*WHAT TO PRODUCE*: Search the records below for the word "BTreeMap". Copy each line where it occurs.

--- DATA EXCERPTS Enclosed Below ---

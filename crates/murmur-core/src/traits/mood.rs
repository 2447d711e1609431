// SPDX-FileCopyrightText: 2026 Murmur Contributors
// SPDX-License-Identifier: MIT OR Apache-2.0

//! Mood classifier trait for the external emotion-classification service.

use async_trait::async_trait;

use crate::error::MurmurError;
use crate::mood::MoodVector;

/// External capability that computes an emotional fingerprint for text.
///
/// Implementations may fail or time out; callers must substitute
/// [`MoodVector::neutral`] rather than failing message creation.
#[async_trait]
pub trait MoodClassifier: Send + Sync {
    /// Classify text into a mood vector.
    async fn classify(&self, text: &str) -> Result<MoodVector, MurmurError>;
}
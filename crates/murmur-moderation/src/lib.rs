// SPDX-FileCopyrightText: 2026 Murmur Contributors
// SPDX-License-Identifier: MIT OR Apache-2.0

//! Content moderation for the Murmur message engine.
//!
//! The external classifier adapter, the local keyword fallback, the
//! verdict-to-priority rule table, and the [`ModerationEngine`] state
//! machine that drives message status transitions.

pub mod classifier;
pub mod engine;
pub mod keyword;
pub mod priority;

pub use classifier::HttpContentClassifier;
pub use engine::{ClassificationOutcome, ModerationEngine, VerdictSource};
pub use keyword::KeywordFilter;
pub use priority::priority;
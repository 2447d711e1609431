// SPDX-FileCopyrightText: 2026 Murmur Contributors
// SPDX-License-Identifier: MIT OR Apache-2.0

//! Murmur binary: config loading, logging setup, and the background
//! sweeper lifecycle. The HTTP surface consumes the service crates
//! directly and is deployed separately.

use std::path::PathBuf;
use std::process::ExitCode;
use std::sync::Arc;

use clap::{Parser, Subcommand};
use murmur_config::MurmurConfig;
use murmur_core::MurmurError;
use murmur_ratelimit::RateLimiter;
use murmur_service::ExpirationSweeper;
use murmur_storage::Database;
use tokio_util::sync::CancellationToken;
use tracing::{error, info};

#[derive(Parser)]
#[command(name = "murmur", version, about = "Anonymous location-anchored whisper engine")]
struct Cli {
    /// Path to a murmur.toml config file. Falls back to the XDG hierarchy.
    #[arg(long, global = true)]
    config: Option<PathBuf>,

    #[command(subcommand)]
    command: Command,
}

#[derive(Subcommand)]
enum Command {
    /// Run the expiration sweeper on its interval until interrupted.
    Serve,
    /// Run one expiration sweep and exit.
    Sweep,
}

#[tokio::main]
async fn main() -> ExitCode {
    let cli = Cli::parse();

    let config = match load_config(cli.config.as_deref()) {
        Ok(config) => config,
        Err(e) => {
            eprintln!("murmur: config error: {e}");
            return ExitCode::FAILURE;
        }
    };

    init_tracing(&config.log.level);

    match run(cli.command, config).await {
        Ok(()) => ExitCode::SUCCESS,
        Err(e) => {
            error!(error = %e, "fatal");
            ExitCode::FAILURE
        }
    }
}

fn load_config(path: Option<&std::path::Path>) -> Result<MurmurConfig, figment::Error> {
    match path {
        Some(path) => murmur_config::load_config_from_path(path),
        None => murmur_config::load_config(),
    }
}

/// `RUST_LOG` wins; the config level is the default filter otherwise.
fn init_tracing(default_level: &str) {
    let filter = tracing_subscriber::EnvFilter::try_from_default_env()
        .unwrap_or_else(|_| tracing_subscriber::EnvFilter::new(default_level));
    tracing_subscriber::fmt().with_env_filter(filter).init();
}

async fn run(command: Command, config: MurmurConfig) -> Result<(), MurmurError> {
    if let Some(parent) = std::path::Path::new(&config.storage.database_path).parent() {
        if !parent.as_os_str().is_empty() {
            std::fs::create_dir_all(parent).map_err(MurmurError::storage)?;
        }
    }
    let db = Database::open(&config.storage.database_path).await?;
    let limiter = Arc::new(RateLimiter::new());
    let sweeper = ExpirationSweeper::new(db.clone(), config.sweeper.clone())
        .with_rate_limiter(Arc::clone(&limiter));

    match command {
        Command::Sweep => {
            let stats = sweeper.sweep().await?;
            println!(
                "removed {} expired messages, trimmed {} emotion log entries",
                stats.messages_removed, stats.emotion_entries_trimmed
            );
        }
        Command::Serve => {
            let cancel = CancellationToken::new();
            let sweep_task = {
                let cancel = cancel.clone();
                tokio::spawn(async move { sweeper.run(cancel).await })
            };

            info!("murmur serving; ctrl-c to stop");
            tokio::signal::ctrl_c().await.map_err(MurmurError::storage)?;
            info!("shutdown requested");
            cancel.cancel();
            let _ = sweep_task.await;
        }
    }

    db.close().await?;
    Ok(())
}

--- End of Enclosed DATA EXCERPTS ---
--- DATA EXCERPTS Enclosed Below ---

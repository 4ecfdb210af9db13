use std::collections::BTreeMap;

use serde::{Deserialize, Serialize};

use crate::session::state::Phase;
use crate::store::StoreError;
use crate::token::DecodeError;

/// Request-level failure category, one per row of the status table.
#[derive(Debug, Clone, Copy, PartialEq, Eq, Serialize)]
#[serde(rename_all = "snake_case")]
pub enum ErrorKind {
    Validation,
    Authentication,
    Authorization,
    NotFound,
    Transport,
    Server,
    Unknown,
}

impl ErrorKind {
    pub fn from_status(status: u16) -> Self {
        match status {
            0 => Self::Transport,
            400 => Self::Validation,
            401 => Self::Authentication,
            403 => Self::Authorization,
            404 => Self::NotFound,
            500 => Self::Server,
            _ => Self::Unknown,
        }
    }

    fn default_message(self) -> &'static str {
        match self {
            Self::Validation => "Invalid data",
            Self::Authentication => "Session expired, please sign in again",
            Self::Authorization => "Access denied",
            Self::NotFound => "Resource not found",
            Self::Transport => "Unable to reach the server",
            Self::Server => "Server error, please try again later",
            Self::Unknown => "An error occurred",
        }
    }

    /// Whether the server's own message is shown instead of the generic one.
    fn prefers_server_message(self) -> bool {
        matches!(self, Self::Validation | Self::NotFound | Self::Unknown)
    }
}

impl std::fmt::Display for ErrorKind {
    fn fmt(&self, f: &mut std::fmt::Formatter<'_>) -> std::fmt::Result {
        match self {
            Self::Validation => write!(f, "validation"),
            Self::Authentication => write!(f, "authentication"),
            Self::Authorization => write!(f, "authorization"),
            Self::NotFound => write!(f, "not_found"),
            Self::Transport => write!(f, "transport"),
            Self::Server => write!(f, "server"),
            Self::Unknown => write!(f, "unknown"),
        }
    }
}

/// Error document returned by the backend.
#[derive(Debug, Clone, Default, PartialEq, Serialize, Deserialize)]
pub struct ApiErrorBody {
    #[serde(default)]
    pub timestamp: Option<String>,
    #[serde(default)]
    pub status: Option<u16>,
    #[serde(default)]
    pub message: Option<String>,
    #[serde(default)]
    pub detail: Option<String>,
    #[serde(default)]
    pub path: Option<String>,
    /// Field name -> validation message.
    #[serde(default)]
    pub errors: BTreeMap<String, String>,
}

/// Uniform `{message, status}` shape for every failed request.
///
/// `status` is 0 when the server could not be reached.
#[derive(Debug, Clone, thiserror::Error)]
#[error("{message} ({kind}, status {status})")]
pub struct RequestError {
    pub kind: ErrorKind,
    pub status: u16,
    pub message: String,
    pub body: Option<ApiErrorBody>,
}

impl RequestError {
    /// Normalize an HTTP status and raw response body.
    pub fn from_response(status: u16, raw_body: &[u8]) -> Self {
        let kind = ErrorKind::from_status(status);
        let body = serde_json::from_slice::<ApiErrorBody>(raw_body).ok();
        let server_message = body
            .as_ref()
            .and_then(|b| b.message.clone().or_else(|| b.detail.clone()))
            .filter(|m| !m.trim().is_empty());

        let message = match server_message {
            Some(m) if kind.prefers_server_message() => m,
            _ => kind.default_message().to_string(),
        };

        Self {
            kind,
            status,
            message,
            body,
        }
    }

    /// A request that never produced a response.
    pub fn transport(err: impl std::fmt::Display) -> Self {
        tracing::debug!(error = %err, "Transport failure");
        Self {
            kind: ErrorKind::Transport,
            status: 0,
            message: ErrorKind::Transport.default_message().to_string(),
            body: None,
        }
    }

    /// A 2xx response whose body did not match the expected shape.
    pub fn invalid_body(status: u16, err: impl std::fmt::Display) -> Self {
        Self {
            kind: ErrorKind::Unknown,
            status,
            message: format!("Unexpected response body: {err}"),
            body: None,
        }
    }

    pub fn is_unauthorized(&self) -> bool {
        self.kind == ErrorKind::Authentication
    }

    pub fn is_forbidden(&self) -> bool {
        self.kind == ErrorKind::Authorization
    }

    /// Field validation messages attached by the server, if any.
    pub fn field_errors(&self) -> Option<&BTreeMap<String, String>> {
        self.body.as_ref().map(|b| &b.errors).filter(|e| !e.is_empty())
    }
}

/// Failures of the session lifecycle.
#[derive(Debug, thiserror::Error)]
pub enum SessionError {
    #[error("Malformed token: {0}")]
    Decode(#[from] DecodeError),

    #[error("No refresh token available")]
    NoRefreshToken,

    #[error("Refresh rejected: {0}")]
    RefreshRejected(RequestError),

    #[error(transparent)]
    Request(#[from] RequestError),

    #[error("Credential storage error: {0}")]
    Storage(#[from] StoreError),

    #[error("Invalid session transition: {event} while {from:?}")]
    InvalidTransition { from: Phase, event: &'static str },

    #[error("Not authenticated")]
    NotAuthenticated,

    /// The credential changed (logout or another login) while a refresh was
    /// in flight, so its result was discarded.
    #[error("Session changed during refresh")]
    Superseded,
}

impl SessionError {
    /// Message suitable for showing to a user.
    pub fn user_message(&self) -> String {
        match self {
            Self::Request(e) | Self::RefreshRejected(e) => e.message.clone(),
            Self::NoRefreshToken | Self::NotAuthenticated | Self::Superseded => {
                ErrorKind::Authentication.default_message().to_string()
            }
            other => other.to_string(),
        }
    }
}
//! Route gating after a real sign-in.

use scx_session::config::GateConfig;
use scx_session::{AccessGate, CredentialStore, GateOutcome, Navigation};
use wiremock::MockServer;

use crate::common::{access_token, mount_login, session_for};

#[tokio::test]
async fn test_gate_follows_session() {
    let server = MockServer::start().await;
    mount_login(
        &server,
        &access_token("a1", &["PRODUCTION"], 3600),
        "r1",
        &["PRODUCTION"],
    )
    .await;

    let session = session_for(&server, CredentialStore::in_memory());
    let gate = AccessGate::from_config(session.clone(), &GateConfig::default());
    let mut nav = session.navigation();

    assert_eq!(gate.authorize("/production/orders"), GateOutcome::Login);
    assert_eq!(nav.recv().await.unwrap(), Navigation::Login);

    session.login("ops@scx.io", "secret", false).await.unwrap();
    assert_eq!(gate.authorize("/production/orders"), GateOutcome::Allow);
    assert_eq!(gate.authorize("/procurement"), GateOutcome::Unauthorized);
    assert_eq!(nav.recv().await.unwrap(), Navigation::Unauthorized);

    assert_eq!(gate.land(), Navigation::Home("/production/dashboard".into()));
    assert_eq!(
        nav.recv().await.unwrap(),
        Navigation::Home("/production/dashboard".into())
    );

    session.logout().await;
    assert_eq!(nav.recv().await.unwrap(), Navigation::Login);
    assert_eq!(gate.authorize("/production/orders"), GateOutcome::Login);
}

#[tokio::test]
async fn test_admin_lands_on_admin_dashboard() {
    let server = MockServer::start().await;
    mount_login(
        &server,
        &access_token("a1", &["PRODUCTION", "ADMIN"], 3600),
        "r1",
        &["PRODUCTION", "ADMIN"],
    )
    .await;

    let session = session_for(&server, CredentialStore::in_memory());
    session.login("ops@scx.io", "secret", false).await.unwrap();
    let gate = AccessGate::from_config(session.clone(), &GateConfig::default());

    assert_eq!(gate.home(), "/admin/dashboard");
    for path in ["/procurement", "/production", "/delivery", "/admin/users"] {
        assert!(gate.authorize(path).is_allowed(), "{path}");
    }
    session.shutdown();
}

--- End of Enclosed DATA EXCERPTS ---
--- DATA EXCERPTS Enclosed Below ---

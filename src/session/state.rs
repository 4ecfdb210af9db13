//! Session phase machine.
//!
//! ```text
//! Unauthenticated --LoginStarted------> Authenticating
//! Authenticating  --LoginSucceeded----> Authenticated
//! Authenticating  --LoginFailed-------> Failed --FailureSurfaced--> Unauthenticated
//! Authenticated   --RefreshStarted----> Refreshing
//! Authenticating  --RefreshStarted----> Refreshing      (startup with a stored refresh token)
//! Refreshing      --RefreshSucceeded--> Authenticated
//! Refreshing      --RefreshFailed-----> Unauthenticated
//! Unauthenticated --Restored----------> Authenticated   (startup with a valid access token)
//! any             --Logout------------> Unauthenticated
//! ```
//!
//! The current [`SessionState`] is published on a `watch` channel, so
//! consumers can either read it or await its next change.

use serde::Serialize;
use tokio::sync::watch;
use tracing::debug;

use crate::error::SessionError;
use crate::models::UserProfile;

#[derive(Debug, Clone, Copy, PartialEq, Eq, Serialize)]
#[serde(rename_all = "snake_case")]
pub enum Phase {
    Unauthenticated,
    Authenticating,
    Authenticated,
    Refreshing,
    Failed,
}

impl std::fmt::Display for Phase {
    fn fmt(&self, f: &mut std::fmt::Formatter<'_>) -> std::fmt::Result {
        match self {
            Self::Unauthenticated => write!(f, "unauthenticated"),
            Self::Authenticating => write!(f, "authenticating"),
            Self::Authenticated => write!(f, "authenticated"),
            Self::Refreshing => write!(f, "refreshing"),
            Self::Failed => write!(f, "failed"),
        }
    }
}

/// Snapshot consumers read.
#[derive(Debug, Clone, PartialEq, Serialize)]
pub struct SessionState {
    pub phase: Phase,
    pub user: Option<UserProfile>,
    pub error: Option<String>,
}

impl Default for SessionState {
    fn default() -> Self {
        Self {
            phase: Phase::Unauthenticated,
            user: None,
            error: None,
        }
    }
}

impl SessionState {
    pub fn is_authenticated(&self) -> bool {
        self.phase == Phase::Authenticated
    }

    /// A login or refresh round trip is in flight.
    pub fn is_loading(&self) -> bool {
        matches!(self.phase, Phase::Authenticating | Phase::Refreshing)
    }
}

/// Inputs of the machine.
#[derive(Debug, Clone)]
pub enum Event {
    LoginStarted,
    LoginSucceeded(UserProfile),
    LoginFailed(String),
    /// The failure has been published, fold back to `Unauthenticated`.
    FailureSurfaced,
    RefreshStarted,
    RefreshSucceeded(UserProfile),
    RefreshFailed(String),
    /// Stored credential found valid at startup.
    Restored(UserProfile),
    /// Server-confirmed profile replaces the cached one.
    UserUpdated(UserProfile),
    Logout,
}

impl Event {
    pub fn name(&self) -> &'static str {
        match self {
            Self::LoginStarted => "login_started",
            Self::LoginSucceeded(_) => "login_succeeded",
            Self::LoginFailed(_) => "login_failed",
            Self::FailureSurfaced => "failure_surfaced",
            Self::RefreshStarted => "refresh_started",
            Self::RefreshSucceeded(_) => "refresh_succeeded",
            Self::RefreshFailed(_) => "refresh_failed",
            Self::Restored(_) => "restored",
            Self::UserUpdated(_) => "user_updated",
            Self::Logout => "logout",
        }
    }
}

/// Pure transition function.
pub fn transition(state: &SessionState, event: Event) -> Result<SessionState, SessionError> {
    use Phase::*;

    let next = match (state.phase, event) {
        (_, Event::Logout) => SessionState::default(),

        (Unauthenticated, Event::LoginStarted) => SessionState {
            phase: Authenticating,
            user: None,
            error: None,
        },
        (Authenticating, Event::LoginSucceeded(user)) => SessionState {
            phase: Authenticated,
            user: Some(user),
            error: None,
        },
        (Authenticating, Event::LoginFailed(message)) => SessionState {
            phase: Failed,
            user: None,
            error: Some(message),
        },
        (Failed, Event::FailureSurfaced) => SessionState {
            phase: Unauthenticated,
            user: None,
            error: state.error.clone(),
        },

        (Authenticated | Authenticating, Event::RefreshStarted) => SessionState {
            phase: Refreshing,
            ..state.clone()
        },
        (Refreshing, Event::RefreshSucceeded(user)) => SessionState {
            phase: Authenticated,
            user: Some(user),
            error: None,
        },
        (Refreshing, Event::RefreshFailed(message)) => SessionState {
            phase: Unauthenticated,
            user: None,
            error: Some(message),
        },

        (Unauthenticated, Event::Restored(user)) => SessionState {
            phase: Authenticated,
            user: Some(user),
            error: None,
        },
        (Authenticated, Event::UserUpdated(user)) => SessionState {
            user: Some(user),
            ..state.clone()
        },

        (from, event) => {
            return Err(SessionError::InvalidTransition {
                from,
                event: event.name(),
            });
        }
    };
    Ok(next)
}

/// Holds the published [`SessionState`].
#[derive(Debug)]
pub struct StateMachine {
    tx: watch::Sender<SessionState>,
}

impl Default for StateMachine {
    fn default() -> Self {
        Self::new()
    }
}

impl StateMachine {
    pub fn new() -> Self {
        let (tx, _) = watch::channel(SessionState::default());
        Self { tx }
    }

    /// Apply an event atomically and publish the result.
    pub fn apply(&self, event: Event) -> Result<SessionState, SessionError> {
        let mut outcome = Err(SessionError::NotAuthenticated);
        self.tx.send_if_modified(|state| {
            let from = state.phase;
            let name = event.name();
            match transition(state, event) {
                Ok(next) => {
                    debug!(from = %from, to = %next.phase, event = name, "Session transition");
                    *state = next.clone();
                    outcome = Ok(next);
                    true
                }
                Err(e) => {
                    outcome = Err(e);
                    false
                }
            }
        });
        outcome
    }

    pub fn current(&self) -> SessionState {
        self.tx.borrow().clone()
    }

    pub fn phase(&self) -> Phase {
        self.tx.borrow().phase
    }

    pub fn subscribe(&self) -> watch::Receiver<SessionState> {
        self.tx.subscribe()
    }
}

--- End of Enclosed DATA EXCERPTS ---

*ANSWER AREA*:
use std::collections::BTreeMap;
    pub errors: BTreeMap<String, String>,
    pub fn field_errors(&self) -> Option<&BTreeMap<String, String>> {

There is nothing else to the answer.